Per una biografia di Giuseppe Verdi

Giuseppe Fortunino Francesco Verdi nacque il 10 ottobre 1813 a Le Roncole, modesto gruppo di case coloniche a sette chilometri da Busseto, oggi in provincia di Parma, allora nel “dipartimento” del Taro. In una di quelle casupole squallide, più tetto che casa, strette intorno alla povera chiesa, ad un incrocio di strade che si perdono bianche nella distesa dei campi, Carlo, il padre, teneva uno spaccio di vino, liquori, e qualche poco di commestibili. Luigia Uttini, la madre, nella denuncia della nascita fatta dinnanzi al maire di Busseto è qualificata “filatrice”. Quando nasce Giuseppe, Carlo ha ventott’anni, la Luigia ne ha ventisei; meno di tre anni dopo il maschio, 20 marzo 1816, verrà una bambina, Giuseppa, che vivrà, scema, fino all’agosto 1833. Gente poverissima e rozza, contadini; ma con quel lieve fermento, quel tanto di maggiore apertura mentale che viene dal commercio, per quanto piccolo, dal contatto con la clientela varia e talvolta bizzarra dell’osteria: oltre a quelli del luogo, carrettieri, vetturali, venditori ambulanti, suonatori girovaghi.

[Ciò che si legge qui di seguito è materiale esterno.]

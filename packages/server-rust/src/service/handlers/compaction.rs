use meta_admin_core::{decode_command, ManualCompactionCommand};
use tracing::info;

use super::HandlerContext;
use crate::service::operation::AdminError;
use crate::service::request::HttpRequest;
use crate::service::response::HttpResponse;

/// `POST /meta/app/start_compaction`
pub async fn start_compaction(
    ctx: HandlerContext,
    req: HttpRequest,
) -> Result<HttpResponse, AdminError> {
    if let Some(redirect) = ctx.guard.check_or_redirect(&req) {
        return Ok(redirect);
    }
    let command: ManualCompactionCommand =
        decode_command(req.body(), &ctx.config.command_limits())?;
    let app_name = command.app_name.clone();
    let compaction_type = command.compaction_type;

    ctx.meta.start_manual_compaction(command).await?;
    info!(app = %app_name, compaction_type = %compaction_type, "manual compaction scheduled");
    Ok(HttpResponse::ack(format!(
        "start {compaction_type} compaction for app {app_name} succeed"
    )))
}

#[cfg(test)]
mod tests {
    use http::StatusCode;
    use meta_admin_core::env_keys;
    use proptest::prelude::*;

    use super::*;
    use crate::service::operation::error_codes;
    use crate::service::test_support::{leader_meta, recording_service};
    use crate::traits::MetaService;

    fn post(body: &str) -> HttpRequest {
        HttpRequest::post("/meta/app/start_compaction", body.to_string()).unwrap()
    }

    #[tokio::test]
    async fn periodic_compaction_writes_envs() {
        let meta = leader_meta();
        let (service, recording) = recording_service(meta.clone());
        let resp = service
            .dispatch(post(
                r#"{"app_name":"t1","type":"periodic","target_level":2,"bottommost_level_compaction":"force","max_concurrent_running_count":0,"trigger_time":"3:00,21:00"}"#,
            ))
            .await;
        assert_eq!(resp.status(), StatusCode::OK, "{:?}", resp.body());
        assert_eq!(recording.calls(), ["start_manual_compaction"]);

        let envs = meta.get_app_envs("t1").await.unwrap();
        assert_eq!(envs[env_keys::MANUAL_COMPACT_PERIODIC_TRIGGER_TIME], "3:00,21:00");
        assert_eq!(envs[env_keys::MANUAL_COMPACT_PERIODIC_TARGET_LEVEL], "2");
        assert_eq!(
            envs[env_keys::MANUAL_COMPACT_PERIODIC_BOTTOMMOST_LEVEL_COMPACTION],
            "force"
        );
        assert_eq!(envs[env_keys::MANUAL_COMPACT_DISABLED], "false");
        assert!(!envs.contains_key(env_keys::MANUAL_COMPACT_MAX_CONCURRENT_RUNNING_COUNT));
    }

    #[tokio::test]
    async fn alias_field_names_are_accepted() {
        let (service, _) = recording_service(leader_meta());
        let resp = service
            .dispatch(post(
                r#"{"app_name":"t2","compaction_type":"once","target_level":-1,"bottommost_level_policy":"skip"}"#,
            ))
            .await;
        assert_eq!(resp.status(), StatusCode::OK, "{:?}", resp.body());
    }

    #[tokio::test]
    async fn unknown_compaction_type_is_rejected() {
        let (service, recording) = recording_service(leader_meta());
        let resp = service
            .dispatch(post(
                r#"{"app_name":"t1","type":"hourly","target_level":1,"bottommost_level_compaction":"skip"}"#,
            ))
            .await;
        assert_eq!(resp.status(), StatusCode::BAD_REQUEST);
        assert_eq!(resp.error_code(), Some(error_codes::INVALID_PARAMETERS));
        assert!(recording.calls().is_empty());
    }

    #[tokio::test]
    async fn target_level_out_of_range_is_rejected() {
        let (service, recording) = recording_service(leader_meta());
        let resp = service
            .dispatch(post(
                r#"{"app_name":"t1","type":"once","target_level":8,"bottommost_level_compaction":"skip"}"#,
            ))
            .await;
        assert_eq!(resp.status(), StatusCode::BAD_REQUEST);
        assert_eq!(
            resp.body()["error"]["message"],
            "target_level should be in [-1, 7], got 8"
        );
        assert!(recording.calls().is_empty());
    }

    #[tokio::test]
    async fn once_with_trigger_time_is_rejected() {
        let meta = leader_meta();
        let (service, recording) = recording_service(meta.clone());
        let resp = service
            .dispatch(post(
                r#"{"app_name":"t1","type":"once","target_level":-1,"bottommost_level_compaction":"skip","trigger_time":"3:00"}"#,
            ))
            .await;
        assert_eq!(resp.status(), StatusCode::BAD_REQUEST);
        assert_eq!(resp.error_code(), Some(error_codes::INVALID_PARAMETERS));
        assert_eq!(
            resp.body()["error"]["message"],
            "trigger_time should be empty when type is once"
        );
        assert!(recording.calls().is_empty());

        let envs = meta.get_app_envs("t1").await.unwrap();
        assert!(!envs.contains_key(env_keys::MANUAL_COMPACT_ONCE_TRIGGER_TIME));
    }

    #[tokio::test]
    async fn unknown_app_is_not_found() {
        let (service, _) = recording_service(leader_meta());
        let resp = service
            .dispatch(post(
                r#"{"app_name":"t9","type":"once","target_level":1,"bottommost_level_compaction":"skip"}"#,
            ))
            .await;
        assert_eq!(resp.status(), StatusCode::NOT_FOUND);
        assert_eq!(resp.error_code(), Some(error_codes::APP_NOT_EXIST));
    }

    proptest! {
        #[test]
        fn periodic_without_trigger_time_never_reaches_meta(
            target_level in -1i32..=7,
            max_running in 0u32..16,
            bottommost in prop_oneof![Just("skip"), Just("force")],
            blank in prop_oneof![Just(""), Just(" "), Just("\t")],
        ) {
            let rt = tokio::runtime::Builder::new_current_thread().build().unwrap();
            let (service, recording) = recording_service(leader_meta());
            let body = serde_json::json!({
                "app_name": "t1",
                "type": "periodic",
                "target_level": target_level,
                "bottommost_level_compaction": bottommost,
                "max_concurrent_running_count": max_running,
                "trigger_time": blank,
            })
            .to_string();

            let resp = rt.block_on(service.dispatch(post(&body)));
            prop_assert_eq!(resp.status(), StatusCode::BAD_REQUEST);
            prop_assert_eq!(
                resp.body()["error"]["message"].as_str(),
                Some("trigger_time should not be empty when type is periodic")
            );
            prop_assert!(recording.calls().is_empty());
        }

        #[test]
        fn zero_running_count_means_unlimited(target_level in -1i32..=7) {
            let rt = tokio::runtime::Builder::new_current_thread().build().unwrap();
            let (service, recording) = recording_service(leader_meta());
            let body = serde_json::json!({
                "app_name": "t1",
                "type": "once",
                "target_level": target_level,
                "bottommost_level_compaction": "skip",
                "max_concurrent_running_count": 0,
            })
            .to_string();

            let resp = rt.block_on(service.dispatch(post(&body)));
            prop_assert_eq!(resp.status(), StatusCode::OK);
            prop_assert_eq!(recording.calls(), vec!["start_manual_compaction"]);
        }
    }
}
use super::HandlerContext;
use crate::service::operation::AdminError;
use crate::service::request::HttpRequest;
use crate::service::response::HttpResponse;

/// `GET /meta/app/duplication?name=<app_name>`
pub async fn query_duplication(
    ctx: HandlerContext,
    req: HttpRequest,
) -> Result<HttpResponse, AdminError> {
    if let Some(redirect) = ctx.guard.check_read(&req) {
        return Ok(redirect);
    }
    let app_name = req.query().require("name")?;

    let status = ctx.meta.get_duplication_status(app_name).await?;
    Ok(HttpResponse::ok(&status))
}
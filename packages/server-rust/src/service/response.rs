//! Admin responses: JSON bodies with an `error` envelope, plus redirects.

use axum::response::{IntoResponse, Response};
use axum::Json;
use http::header::LOCATION;
use http::uri::Scheme;
use http::{HeaderValue, StatusCode};
use serde::Serialize;
use serde_json::{json, Map, Value};

use super::operation::{error_codes, AdminError};
use super::request::HttpRequest;

/// One admin response.
///
/// The body is always a JSON object whose `error` member holds
/// `{"code", "message"}`; payload fields sit beside it.
#[derive(Debug, Clone, PartialEq)]
pub struct HttpResponse {
    status: StatusCode,
    body: Value,
    location: Option<String>,
    /// Registered route that produced this response, e.g. `/meta/apps`.
    matched_path: Option<String>,
}

fn envelope(code: &str, message: impl Into<String>) -> Value {
    json!({ "code": code, "message": message.into() })
}

impl HttpResponse {
    /// 200 with `payload`'s fields next to an `ERR_OK` envelope.
    ///
    /// Non-object payloads are placed under `result`.
    pub fn ok<T: Serialize>(payload: &T) -> Self {
        match serde_json::to_value(payload) {
            Ok(Value::Object(mut fields)) => {
                fields.insert("error".to_string(), envelope(error_codes::OK, ""));
                Self::with_body(StatusCode::OK, Value::Object(fields))
            }
            Ok(other) => {
                let mut fields = Map::new();
                fields.insert("error".to_string(), envelope(error_codes::OK, ""));
                fields.insert("result".to_string(), other);
                Self::with_body(StatusCode::OK, Value::Object(fields))
            }
            Err(e) => Self::with_body(
                StatusCode::INTERNAL_SERVER_ERROR,
                json!({ "error": envelope(error_codes::INTERNAL, format!("failed to encode response: {e}")) }),
            ),
        }
    }

    /// 200 acknowledging an accepted command.
    pub fn ack(message: impl Into<String>) -> Self {
        Self::with_body(
            StatusCode::OK,
            json!({ "error": envelope(error_codes::OK, message) }),
        )
    }

    #[must_use]
    pub fn error(err: &AdminError) -> Self {
        Self::with_body(
            err.status(),
            json!({ "error": envelope(err.code(), err.to_string()) }),
        )
    }

    /// 307 pointing at `leader`, keeping the request's path and query so
    /// the caller can re-send the same request (method and body included).
    /// `scheme` is the one the primary serves the admin API on.
    #[must_use]
    pub fn redirect(scheme: &Scheme, leader: &str, req: &HttpRequest) -> Self {
        let mut location = format!("{scheme}://{leader}{}", req.path());
        if let Some(query) = req.raw_query() {
            location.push('?');
            location.push_str(query);
        }
        Self {
            status: StatusCode::TEMPORARY_REDIRECT,
            body: json!({
                "error": envelope(
                    error_codes::FORWARD_TO_OTHERS,
                    format!("this meta server is not primary, primary meta server is {leader}"),
                ),
                "primary_meta_server": leader,
            }),
            location: Some(location),
            matched_path: None,
        }
    }

    /// Adds one top-level field to the body.
    #[must_use]
    pub fn with_field(mut self, key: &str, value: Value) -> Self {
        if let Value::Object(fields) = &mut self.body {
            fields.insert(key.to_string(), value);
        }
        self
    }

    /// Tags the response with the registered route that served it.
    #[must_use]
    pub(crate) fn with_matched_path(mut self, path: impl Into<String>) -> Self {
        self.matched_path = Some(path.into());
        self
    }

    fn with_body(status: StatusCode, body: Value) -> Self {
        Self {
            status,
            body,
            location: None,
            matched_path: None,
        }
    }

    #[must_use]
    pub fn status(&self) -> StatusCode {
        self.status
    }

    #[must_use]
    pub fn body(&self) -> &Value {
        &self.body
    }

    #[must_use]
    pub fn location(&self) -> Option<&str> {
        self.location.as_deref()
    }

    /// Registered route of the operation that answered, `None` when the
    /// path matched nothing.
    #[must_use]
    pub fn matched_path(&self) -> Option<&str> {
        self.matched_path.as_deref()
    }

    /// The envelope's error code.
    #[must_use]
    pub fn error_code(&self) -> Option<&str> {
        self.body["error"]["code"].as_str()
    }
}

impl IntoResponse for HttpResponse {
    fn into_response(self) -> Response {
        let mut response = (self.status, Json(self.body)).into_response();
        if let Some(value) = self
            .location
            .and_then(|location| HeaderValue::from_str(&location).ok())
        {
            response.headers_mut().insert(LOCATION, value);
        }
        response
    }
}
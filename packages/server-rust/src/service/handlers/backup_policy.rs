use meta_admin_core::BackupPolicyStatus;
use serde::Serialize;

use super::HandlerContext;
use crate::service::operation::{AdminError, MetaError};
use crate::service::request::HttpRequest;
use crate::service::response::HttpResponse;

#[derive(Debug, Serialize)]
struct BackupPoliciesView {
    policies: Vec<BackupPolicyStatus>,
}

/// `GET /meta/backup_policy[?name=<p1>&name=<p2>...]`
///
/// Results follow the order of the `name` parameters, repeats included.
/// Without any `name`, every policy is returned.
pub async fn query_backup_policy(
    ctx: HandlerContext,
    req: HttpRequest,
) -> Result<HttpResponse, AdminError> {
    if let Some(redirect) = ctx.guard.check_read(&req) {
        return Ok(redirect);
    }
    let names: Vec<String> = req
        .query()
        .get_all("name")
        .into_iter()
        .map(str::to_string)
        .collect();
    if names.iter().any(String::is_empty) {
        return Err(AdminError::InvalidQuery("name should not be empty".to_string()));
    }

    let found = ctx.meta.get_backup_policy_status(&names).await?;
    if names.is_empty() {
        return Ok(HttpResponse::ok(&BackupPoliciesView { policies: found }));
    }

    let policies = names
        .into_iter()
        .map(|name| {
            found
                .iter()
                .find(|policy| policy.policy_name == name)
                .cloned()
                .ok_or(MetaError::PolicyNotFound(name))
        })
        .collect::<Result<Vec<_>, _>>()?;
    Ok(HttpResponse::ok(&BackupPoliciesView { policies }))
}
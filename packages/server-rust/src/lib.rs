//! Meta admin server: leader-aware HTTP control plane for a sharded metadata
//! service.

pub mod meta;
pub mod network;
pub mod service;
pub mod traits;

pub use meta::InMemoryMetaService;
pub use network::{NetworkConfig, NetworkModule};
pub use service::{MetaHttpService, ServerConfig};
pub use traits::{Leadership, MetaService};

Poca poesia nell’oscura infanzia di questo bambino, nato povero ad una vita dura; e, tuttavia, qualche leggenda che la illumina. Sulla culla dei bimbi predestinati aleggiano le fate, e ognuna vi lascia cadere il suo dono; alla Luigia, i suonatori dei dintorni avevano promesso: “Quando nascerà il vostro ragazzo verremo tutti a suonare sotto la vostra finestra”; e mantennero la parola: nacque, com’era augurato, un maschietto, e fu accolto “da suoni musicali di giubilo preconizzanti sin da allora la sua gloria nell’avvenire”, afferma un inedito cronista locale. A un anno, il preveggente amore della madre – come ogni madre di grande artista dell’Ottocento, sull’esempio di quella di Goethe, valeva intellettualmente più del padre – gli scampa la vita. Una punta degli austro-russi lanciati all’inseguimento del viceré Beauharnais arriva fino a Le Roncole, fra la paura generale; Luigia si rifugia nel campanile con la sua creatura in braccio, e ne esce a pericolo passato: una lapide del 1914 ricorda, dopo una tradizione orale di cent’anni, il fatto memorando che “conservava all’arte un arcangelo sublime”. Il miracolo in miniatura, del quale nessuno, né in casa Verdi né in casa Barezzi, conservava memoria, non poteva mancare.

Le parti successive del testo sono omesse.